- **How to complete this task**:
Reproduce each line of the listing exactly.

- - -

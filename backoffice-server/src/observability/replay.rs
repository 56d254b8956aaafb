//! Outbound replay of a captured request

use async_trait::async_trait;
use serde_json::Value;
use std::collections::BTreeMap;
use std::time::Duration;

/// Header marking a request issued by the replay engine; such requests are
/// never captured again.
pub const REPLAY_HEADER: &str = "x-replay-of";
pub const IDEMPOTENCY_HEADER: &str = "idempotency-key";

#[derive(Debug, Clone, PartialEq)]
pub struct ReplayCall {
    pub error_id: String,
    pub method: String,
    pub path: String,
    pub query: BTreeMap<String, String>,
    pub body: Value,
    pub idempotency_key: String,
    /// The retrying user's `Authorization` header, forwarded unchanged
    pub authorization: Option<String>,
}

#[derive(Debug, Clone, PartialEq)]
pub struct ReplayReply {
    pub status_code: u16,
    pub body: Value,
}

#[async_trait]
pub trait Replayer: Send + Sync {
    /// Issue the call; `Err` only for transport failures
    async fn replay(&self, call: &ReplayCall) -> Result<ReplayReply, String>;
}

/// Replays over HTTP against the server's own listener
pub struct HttpReplayer {
    client: reqwest::Client,
    base_url: String,
}

impl HttpReplayer {
    pub fn new(base_url: impl Into<String>, timeout: Duration) -> Result<Self, reqwest::Error> {
        let client = reqwest::Client::builder().timeout(timeout).build()?;
        Ok(Self {
            client,
            base_url: base_url.into().trim_end_matches('/').to_string(),
        })
    }
}

#[async_trait]
impl Replayer for HttpReplayer {
    async fn replay(&self, call: &ReplayCall) -> Result<ReplayReply, String> {
        let method = reqwest::Method::from_bytes(call.method.as_bytes()).map_err(|e| e.to_string())?;
        let url = format!("{}{}", self.base_url, call.path);

        let mut request = self
            .client
            .request(method, url)
            .query(&call.query)
            .header(IDEMPOTENCY_HEADER, &call.idempotency_key)
            .header(REPLAY_HEADER, &call.error_id);
        if let Some(auth) = &call.authorization {
            request = request.header(reqwest::header::AUTHORIZATION, auth);
        }
        if !call.body.is_null() {
            request = request.json(&call.body);
        }

        let response = request.send().await.map_err(|e| e.to_string())?;
        let status_code = response.status().as_u16();
        let bytes = response.bytes().await.map_err(|e| e.to_string())?;
        let body = serde_json::from_slice(&bytes).unwrap_or(Value::Null);
        Ok(ReplayReply { status_code, body })
    }
}
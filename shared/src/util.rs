//! Id and time helpers

use chrono::{DateTime, SubsecRound, Utc};

/// Current UTC time truncated to milliseconds (the stored precision)
pub fn now() -> DateTime<Utc> {
    Utc::now().trunc_subsecs(3)
}

/// Opaque internal id
pub fn new_id() -> String {
    uuid::Uuid::new_v4().to_string()
}

/// Human-facing id with a stable prefix: `ORD-000042`
pub fn display_id(prefix: &str, n: u64) -> String {
    format!("{prefix}-{n:06}")
}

- - -

- **Answer to this problem**:
filename backoffice-server/src/observability/replay.rs
repository 56d254b8956aaafb
//! Outbound replay of a captured request

use async_trait::async_trait;
use serde_json::Value;
use std::collections::BTreeMap;
use std::time::Duration;

/// Header marking a request issued by the replay engine; such requests are
/// never captured again.
pub const REPLAY_HEADER: &str = "x-replay-of";
pub const IDEMPOTENCY_HEADER: &str = "idempotency-key";

#[derive(Debug, Clone, PartialEq)]
pub struct ReplayCall {
    pub error_id: String,
    pub method: String,
    pub path: String,
    pub query: BTreeMap<String, String>,
    pub body: Value,
    pub idempotency_key: String,
    /// The retrying user's `Authorization` header, forwarded unchanged
    pub authorization: Option<String>,
}

#[derive(Debug, Clone, PartialEq)]
pub struct ReplayReply {
    pub status_code: u16,
    pub body: Value,
}

#[async_trait]
pub trait Replayer: Send + Sync {
    /// Issue the call; `Err` only for transport failures
    async fn replay(&self, call: &ReplayCall) -> Result<ReplayReply, String>;
}

/// Replays over HTTP against the server's own listener
pub struct HttpReplayer {
    client: reqwest::Client,
    base_url: String,
}

impl HttpReplayer {
    pub fn new(base_url: impl Into<String>, timeout: Duration) -> Result<Self, reqwest::Error> {
        let client = reqwest::Client::builder().timeout(timeout).build()?;
        Ok(Self {
            client,
            base_url: base_url.into().trim_end_matches('/').to_string(),
        })
    }
}

#[async_trait]
impl Replayer for HttpReplayer {
    async fn replay(&self, call: &ReplayCall) -> Result<ReplayReply, String> {
        let method = reqwest::Method::from_bytes(call.method.as_bytes()).map_err(|e| e.to_string())?;
        let url = format!("{}{}", self.base_url, call.path);

        let mut request = self
            .client
            .request(method, url)
            .query(&call.query)
            .header(IDEMPOTENCY_HEADER, &call.idempotency_key)
            .header(REPLAY_HEADER, &call.error_id);
        if let Some(auth) = &call.authorization {
            request = request.header(reqwest::header::AUTHORIZATION, auth);
        }
        if !call.body.is_null() {
            request = request.json(&call.body);
        }

        let response = request.send().await.map_err(|e| e.to_string())?;
        let status_code = response.status().as_u16();
        let bytes = response.bytes().await.map_err(|e| e.to_string())?;
        let body = serde_json::from_slice(&bytes).unwrap_or(Value::Null);
        Ok(ReplayReply { status_code, body })
    }
}
filename shared/src/util.rs
//! Id and time helpers

use chrono::{DateTime, SubsecRound, Utc};

/// Current UTC time truncated to milliseconds (the stored precision)
pub fn now() -> DateTime<Utc> {
    Utc::now().trunc_subsecs(3)
}

/// Opaque internal id
pub fn new_id() -> String {
    uuid::Uuid::new_v4().to_string()
}

/// Human-facing id with a stable prefix: `ORD-000042`
pub fn display_id(prefix: &str, n: u64) -> String {
    format!("{prefix}-{n:06}")
}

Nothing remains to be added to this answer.